Data to process below:

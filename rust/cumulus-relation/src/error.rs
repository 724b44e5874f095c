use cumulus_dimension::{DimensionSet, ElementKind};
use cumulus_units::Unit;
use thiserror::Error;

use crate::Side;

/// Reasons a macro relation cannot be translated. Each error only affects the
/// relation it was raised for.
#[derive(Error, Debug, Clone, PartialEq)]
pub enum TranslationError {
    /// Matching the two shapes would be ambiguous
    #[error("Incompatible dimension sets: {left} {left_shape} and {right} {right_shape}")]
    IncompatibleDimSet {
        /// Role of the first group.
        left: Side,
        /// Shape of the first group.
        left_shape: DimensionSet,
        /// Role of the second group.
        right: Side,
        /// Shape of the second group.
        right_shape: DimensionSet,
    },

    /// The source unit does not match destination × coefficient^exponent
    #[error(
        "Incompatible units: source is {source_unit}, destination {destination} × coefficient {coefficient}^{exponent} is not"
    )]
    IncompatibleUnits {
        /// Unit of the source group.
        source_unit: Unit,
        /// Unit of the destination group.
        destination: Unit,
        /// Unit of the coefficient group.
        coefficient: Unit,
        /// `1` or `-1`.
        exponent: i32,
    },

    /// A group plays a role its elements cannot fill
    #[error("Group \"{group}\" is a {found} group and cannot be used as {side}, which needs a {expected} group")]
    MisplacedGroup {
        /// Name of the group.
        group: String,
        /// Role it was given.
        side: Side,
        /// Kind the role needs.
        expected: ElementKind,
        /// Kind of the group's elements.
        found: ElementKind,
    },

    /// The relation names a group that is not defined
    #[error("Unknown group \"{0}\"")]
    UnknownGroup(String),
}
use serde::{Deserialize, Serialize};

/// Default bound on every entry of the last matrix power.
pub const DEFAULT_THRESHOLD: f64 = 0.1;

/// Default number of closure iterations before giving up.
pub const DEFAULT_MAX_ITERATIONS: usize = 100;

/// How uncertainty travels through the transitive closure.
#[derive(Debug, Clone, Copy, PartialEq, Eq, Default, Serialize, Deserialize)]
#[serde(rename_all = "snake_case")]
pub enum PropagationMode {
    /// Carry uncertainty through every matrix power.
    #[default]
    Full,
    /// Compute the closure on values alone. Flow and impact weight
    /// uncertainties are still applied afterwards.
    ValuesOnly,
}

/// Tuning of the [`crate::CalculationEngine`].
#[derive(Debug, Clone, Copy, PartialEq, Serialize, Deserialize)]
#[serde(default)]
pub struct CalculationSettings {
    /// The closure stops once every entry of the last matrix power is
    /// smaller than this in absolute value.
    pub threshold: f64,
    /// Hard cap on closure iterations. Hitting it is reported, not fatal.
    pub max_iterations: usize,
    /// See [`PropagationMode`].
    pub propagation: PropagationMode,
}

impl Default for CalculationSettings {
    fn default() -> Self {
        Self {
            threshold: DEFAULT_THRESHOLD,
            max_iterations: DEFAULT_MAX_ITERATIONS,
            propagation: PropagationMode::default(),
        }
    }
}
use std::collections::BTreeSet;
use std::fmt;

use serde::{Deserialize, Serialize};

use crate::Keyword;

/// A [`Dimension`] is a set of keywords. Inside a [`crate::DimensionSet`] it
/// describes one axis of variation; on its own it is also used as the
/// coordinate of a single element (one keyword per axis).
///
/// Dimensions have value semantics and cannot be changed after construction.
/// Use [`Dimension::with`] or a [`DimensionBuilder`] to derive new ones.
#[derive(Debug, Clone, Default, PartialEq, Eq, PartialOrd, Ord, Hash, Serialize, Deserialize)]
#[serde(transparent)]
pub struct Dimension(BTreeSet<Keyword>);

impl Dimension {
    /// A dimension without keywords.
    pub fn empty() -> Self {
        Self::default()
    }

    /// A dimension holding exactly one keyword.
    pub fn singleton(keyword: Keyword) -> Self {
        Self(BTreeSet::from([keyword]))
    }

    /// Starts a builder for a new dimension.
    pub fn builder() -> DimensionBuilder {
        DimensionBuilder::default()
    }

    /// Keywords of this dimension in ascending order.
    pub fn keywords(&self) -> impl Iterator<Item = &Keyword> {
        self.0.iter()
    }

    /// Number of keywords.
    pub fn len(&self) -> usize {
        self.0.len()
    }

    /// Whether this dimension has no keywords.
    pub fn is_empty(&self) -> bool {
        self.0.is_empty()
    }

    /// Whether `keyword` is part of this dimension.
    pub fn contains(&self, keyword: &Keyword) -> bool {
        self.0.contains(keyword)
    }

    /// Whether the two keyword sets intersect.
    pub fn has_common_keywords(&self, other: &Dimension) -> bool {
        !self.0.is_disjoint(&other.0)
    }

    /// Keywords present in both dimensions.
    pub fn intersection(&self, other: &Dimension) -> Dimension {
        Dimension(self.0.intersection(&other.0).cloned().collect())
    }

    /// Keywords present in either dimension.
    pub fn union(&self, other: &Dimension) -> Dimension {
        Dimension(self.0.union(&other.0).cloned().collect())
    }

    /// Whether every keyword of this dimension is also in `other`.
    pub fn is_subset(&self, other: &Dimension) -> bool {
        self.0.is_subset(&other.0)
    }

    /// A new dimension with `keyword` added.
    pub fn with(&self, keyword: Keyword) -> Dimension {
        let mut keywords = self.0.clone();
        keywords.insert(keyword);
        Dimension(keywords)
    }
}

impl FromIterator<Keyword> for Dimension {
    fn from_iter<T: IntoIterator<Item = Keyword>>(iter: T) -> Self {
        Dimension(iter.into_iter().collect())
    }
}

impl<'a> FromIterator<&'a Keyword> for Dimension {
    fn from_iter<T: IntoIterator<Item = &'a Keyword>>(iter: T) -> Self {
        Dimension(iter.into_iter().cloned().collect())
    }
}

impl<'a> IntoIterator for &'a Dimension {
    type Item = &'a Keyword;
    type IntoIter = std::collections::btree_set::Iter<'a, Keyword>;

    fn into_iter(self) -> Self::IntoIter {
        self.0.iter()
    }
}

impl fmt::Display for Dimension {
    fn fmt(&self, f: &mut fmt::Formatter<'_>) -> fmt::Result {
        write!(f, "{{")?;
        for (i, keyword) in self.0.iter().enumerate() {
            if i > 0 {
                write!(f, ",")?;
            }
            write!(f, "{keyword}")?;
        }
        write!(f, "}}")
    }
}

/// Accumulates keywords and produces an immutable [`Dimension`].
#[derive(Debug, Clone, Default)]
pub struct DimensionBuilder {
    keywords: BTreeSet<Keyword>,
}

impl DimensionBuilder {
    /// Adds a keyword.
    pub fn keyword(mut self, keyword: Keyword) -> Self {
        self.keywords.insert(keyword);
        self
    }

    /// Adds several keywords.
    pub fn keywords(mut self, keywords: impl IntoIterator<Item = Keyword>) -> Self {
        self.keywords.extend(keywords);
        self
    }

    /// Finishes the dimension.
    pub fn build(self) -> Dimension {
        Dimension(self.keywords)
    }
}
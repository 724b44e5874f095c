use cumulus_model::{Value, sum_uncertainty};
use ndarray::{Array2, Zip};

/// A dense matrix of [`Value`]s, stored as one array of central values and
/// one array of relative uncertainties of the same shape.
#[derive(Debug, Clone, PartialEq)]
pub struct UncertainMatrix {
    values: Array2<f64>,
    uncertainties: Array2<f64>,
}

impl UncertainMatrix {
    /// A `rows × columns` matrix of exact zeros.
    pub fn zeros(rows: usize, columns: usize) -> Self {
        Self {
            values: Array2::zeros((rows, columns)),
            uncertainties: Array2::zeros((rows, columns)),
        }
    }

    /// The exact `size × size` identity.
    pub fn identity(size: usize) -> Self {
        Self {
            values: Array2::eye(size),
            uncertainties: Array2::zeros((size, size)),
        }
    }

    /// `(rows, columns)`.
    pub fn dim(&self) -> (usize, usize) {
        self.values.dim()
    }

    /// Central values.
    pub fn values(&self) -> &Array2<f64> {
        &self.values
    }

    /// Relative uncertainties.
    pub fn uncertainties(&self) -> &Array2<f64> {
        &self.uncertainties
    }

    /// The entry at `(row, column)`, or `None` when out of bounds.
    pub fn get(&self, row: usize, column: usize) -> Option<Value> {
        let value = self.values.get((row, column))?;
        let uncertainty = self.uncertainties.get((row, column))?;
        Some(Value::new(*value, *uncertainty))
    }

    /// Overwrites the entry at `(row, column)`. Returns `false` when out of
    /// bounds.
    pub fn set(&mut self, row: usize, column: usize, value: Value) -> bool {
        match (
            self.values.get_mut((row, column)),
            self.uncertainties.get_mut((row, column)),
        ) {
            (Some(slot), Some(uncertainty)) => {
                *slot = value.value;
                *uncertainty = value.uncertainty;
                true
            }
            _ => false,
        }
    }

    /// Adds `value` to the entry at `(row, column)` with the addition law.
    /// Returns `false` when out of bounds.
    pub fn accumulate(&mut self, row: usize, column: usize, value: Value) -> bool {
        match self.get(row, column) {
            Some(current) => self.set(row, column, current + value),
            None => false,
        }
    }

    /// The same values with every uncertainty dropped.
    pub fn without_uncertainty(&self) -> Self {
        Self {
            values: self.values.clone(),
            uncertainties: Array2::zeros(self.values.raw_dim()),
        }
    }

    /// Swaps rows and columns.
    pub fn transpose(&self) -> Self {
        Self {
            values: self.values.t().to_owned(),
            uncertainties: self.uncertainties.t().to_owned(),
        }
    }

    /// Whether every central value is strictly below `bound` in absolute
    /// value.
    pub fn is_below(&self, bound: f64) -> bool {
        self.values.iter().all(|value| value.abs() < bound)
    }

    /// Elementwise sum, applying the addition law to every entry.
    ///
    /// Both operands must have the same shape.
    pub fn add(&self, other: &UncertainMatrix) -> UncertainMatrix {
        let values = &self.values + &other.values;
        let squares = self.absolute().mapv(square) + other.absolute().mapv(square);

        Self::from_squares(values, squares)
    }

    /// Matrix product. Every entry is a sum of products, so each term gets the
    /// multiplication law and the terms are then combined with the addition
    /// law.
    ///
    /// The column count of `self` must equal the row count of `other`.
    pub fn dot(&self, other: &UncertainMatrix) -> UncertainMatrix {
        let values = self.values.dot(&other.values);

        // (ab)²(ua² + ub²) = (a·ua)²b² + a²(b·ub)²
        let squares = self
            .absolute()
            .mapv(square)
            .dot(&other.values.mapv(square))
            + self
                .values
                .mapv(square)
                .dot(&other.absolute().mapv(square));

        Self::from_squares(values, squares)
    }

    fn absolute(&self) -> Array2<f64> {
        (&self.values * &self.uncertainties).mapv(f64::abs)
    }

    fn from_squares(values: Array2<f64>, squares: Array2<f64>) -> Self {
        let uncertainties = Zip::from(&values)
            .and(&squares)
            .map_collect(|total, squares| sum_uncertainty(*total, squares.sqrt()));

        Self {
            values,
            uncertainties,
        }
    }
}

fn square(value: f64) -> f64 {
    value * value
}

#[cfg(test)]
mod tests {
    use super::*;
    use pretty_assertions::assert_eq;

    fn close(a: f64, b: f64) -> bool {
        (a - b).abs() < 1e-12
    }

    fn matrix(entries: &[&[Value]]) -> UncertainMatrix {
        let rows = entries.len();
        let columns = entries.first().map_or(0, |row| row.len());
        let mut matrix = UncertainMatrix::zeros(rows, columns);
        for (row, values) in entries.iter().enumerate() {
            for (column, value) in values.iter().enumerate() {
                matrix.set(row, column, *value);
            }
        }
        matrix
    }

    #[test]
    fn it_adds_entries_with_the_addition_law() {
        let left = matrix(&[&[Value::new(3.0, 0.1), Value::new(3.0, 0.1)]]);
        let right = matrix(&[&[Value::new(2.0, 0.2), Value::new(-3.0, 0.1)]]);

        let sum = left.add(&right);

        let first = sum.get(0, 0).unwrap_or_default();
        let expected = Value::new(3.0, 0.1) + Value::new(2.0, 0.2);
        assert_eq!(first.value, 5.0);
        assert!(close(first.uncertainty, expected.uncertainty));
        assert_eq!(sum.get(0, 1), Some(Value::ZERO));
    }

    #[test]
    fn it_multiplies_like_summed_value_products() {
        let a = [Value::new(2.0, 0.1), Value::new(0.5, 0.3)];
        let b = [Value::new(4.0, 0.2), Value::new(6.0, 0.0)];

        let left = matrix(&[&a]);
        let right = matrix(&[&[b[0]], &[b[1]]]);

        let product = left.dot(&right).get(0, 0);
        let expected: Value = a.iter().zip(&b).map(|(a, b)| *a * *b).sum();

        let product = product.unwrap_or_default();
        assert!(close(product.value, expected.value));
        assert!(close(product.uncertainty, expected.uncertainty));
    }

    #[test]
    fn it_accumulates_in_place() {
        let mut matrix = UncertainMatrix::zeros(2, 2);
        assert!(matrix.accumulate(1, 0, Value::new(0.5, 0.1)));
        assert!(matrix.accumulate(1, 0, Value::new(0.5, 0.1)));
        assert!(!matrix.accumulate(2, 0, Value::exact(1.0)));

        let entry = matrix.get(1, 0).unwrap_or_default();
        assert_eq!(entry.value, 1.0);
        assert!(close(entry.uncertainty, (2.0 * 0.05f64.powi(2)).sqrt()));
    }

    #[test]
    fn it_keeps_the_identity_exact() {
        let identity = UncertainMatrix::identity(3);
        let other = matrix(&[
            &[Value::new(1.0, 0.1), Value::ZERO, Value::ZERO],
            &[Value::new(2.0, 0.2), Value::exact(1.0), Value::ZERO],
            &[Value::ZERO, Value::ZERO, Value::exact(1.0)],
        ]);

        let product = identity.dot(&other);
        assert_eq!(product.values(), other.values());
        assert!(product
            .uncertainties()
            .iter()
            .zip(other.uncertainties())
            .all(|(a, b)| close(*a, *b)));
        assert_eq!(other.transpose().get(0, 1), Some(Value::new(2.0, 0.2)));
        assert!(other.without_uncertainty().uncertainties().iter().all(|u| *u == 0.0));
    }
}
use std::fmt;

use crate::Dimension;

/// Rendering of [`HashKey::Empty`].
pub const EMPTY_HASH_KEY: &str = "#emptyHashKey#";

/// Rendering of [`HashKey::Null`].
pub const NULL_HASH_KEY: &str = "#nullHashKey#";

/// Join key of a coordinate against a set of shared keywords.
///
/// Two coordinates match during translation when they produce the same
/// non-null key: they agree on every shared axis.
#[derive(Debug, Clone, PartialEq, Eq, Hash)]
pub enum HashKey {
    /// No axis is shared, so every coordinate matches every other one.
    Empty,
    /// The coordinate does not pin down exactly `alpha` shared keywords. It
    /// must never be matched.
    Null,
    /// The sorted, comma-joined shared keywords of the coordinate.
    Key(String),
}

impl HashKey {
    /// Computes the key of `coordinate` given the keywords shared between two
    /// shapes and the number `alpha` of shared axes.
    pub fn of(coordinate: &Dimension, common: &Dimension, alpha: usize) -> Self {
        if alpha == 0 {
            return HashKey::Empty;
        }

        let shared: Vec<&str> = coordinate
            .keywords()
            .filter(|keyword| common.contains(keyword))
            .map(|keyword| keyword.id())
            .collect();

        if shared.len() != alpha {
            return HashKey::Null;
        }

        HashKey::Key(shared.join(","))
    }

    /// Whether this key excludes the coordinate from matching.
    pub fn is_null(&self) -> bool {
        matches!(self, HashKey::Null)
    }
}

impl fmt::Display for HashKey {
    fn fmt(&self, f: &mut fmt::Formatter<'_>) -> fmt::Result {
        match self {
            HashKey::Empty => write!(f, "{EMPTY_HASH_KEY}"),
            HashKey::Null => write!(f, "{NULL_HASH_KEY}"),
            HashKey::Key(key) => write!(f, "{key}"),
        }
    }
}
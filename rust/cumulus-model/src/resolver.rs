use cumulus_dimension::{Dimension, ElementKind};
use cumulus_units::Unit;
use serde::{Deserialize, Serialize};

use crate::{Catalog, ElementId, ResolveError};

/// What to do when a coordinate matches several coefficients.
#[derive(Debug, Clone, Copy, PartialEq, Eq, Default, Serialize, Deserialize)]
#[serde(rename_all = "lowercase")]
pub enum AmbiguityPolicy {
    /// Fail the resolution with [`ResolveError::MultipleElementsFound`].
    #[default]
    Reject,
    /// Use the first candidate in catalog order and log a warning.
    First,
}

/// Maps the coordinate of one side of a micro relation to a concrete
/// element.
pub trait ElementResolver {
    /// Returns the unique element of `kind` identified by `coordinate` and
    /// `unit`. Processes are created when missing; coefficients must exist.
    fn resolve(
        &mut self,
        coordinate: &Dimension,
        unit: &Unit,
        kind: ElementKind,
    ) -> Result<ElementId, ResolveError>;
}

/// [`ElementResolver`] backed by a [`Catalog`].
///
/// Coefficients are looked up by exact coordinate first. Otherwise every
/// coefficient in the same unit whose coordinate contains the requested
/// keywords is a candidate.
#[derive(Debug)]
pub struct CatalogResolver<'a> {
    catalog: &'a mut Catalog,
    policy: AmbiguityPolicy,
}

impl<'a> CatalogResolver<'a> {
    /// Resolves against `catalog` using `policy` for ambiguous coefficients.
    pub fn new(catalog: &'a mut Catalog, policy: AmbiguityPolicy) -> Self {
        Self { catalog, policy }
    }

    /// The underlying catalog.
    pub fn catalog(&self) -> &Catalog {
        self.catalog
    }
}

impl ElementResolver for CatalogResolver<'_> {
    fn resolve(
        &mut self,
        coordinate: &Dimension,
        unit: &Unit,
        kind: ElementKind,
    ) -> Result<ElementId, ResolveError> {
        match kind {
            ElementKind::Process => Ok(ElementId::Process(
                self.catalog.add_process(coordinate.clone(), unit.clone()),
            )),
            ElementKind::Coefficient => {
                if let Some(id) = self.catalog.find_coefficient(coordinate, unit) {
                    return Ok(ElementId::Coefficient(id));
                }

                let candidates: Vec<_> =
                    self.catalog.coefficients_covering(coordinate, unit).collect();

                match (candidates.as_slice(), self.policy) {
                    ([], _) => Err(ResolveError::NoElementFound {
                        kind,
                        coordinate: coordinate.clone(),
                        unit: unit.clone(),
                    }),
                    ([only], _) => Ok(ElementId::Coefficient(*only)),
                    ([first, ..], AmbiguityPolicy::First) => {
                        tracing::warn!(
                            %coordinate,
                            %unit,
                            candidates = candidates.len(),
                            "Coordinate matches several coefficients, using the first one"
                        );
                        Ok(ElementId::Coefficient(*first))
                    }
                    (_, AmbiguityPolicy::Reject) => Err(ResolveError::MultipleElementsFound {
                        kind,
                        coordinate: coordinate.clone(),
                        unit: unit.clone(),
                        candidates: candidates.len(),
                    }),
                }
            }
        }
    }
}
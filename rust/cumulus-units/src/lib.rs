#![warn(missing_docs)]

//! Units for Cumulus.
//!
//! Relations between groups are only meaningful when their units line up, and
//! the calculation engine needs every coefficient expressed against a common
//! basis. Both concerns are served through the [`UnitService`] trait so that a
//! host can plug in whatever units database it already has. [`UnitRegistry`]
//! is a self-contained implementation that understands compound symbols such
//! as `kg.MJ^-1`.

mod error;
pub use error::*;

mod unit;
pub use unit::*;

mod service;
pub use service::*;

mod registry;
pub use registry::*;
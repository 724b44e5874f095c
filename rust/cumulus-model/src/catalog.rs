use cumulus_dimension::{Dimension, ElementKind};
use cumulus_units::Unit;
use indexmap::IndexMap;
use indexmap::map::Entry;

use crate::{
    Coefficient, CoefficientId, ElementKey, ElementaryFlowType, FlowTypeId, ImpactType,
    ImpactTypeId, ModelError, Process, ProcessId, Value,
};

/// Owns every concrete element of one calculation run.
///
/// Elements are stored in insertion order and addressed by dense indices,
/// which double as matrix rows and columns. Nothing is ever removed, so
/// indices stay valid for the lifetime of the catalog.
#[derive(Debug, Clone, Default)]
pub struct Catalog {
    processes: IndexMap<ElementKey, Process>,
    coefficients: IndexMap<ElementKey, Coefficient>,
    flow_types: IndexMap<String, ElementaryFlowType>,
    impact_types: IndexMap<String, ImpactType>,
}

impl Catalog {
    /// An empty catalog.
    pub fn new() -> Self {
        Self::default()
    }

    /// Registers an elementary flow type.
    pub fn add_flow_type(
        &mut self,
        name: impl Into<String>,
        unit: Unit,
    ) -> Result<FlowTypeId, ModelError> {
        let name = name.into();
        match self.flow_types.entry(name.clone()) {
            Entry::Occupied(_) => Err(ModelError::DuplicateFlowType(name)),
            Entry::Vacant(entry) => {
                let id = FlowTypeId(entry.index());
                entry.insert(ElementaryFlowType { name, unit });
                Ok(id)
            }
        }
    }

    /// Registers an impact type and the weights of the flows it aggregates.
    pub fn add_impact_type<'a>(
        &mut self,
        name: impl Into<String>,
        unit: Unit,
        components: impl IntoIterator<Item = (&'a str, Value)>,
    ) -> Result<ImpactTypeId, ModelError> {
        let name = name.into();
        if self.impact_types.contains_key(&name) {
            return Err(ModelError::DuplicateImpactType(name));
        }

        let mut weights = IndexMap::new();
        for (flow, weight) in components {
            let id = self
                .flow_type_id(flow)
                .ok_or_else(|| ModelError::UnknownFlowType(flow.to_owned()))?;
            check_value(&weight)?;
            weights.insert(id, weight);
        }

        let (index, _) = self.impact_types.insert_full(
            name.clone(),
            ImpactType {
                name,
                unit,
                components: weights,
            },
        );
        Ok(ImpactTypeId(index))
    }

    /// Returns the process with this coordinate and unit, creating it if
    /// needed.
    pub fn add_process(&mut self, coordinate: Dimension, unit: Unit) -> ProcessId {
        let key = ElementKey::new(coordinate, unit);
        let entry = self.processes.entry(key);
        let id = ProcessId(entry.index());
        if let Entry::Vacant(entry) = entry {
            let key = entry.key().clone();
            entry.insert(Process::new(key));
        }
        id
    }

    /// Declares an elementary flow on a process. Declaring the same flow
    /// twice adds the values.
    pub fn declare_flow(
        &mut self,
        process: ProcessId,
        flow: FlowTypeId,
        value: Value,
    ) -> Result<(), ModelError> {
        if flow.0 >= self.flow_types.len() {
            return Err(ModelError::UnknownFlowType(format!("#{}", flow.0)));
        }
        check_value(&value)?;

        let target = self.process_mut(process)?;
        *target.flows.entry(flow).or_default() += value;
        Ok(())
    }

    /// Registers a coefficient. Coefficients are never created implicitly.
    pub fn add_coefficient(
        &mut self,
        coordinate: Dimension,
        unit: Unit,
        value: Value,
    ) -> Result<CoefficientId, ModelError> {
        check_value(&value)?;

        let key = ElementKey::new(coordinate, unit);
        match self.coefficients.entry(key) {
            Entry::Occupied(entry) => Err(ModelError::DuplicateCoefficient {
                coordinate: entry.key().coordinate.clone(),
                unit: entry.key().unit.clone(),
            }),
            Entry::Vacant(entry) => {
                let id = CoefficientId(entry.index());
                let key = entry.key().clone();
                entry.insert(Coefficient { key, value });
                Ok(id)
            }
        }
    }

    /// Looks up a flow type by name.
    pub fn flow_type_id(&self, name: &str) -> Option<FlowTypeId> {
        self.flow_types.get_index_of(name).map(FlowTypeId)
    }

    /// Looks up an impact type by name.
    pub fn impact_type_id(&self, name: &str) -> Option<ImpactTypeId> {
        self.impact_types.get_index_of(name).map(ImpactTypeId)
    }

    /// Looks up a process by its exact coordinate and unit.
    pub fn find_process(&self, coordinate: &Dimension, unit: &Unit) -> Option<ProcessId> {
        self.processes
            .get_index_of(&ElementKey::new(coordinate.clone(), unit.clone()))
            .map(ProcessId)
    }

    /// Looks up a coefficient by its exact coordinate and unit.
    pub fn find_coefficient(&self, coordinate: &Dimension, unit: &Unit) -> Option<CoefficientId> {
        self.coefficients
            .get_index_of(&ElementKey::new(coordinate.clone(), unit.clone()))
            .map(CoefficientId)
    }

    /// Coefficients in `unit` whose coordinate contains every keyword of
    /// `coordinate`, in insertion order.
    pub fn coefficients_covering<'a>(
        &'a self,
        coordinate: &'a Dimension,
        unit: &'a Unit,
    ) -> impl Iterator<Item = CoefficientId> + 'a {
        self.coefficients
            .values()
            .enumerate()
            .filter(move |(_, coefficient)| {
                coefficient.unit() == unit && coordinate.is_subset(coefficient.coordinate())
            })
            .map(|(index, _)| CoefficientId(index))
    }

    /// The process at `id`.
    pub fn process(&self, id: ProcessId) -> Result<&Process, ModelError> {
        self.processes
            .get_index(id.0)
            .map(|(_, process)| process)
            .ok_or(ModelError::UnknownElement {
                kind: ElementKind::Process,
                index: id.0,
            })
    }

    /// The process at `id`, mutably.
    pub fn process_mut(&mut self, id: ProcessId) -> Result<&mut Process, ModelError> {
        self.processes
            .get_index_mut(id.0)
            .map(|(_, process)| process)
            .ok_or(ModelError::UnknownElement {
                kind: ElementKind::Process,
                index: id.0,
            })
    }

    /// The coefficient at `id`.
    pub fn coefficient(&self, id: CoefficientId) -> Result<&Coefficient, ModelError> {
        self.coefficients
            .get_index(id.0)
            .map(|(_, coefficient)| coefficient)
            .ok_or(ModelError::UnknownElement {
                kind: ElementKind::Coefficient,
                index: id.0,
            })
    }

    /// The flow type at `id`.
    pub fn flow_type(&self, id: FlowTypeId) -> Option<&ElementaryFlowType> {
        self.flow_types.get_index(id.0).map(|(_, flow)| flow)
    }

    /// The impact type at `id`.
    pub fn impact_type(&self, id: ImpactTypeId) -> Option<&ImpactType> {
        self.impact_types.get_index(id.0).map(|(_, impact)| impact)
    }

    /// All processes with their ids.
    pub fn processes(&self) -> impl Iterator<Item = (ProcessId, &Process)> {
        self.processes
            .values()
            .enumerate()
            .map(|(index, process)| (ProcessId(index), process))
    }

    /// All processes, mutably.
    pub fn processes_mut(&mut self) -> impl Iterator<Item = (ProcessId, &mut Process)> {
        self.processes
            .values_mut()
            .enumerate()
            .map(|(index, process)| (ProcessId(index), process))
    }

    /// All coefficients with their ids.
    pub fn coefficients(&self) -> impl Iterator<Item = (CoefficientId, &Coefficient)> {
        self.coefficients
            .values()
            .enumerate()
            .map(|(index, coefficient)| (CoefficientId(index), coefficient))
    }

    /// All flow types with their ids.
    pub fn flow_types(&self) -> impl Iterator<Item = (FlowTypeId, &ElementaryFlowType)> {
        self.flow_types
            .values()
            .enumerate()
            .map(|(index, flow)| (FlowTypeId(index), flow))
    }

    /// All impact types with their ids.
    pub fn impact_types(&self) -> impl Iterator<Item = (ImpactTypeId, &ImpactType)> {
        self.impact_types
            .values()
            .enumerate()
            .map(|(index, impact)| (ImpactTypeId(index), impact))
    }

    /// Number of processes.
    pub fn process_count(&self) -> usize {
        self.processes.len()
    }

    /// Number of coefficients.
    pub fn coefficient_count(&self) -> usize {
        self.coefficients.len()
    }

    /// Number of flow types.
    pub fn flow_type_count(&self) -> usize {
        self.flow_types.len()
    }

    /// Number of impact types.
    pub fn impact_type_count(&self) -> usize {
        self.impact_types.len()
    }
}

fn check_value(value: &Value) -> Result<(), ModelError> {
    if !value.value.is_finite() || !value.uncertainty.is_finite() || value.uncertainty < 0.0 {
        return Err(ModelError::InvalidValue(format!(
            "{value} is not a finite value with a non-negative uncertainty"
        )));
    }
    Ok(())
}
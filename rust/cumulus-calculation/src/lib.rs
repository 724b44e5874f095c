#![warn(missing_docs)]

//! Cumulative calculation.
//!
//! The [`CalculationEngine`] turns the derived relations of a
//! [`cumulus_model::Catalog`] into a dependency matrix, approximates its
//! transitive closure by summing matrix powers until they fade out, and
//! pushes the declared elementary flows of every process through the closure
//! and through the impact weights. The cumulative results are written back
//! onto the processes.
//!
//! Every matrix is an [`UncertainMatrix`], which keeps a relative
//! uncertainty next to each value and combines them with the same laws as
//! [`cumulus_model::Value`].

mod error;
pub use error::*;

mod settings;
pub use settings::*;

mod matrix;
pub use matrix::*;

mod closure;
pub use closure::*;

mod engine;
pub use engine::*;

End of Data to process.

* The task
Figure out how many lines of the data hold "given", and answer with the number only.

* Answer section
2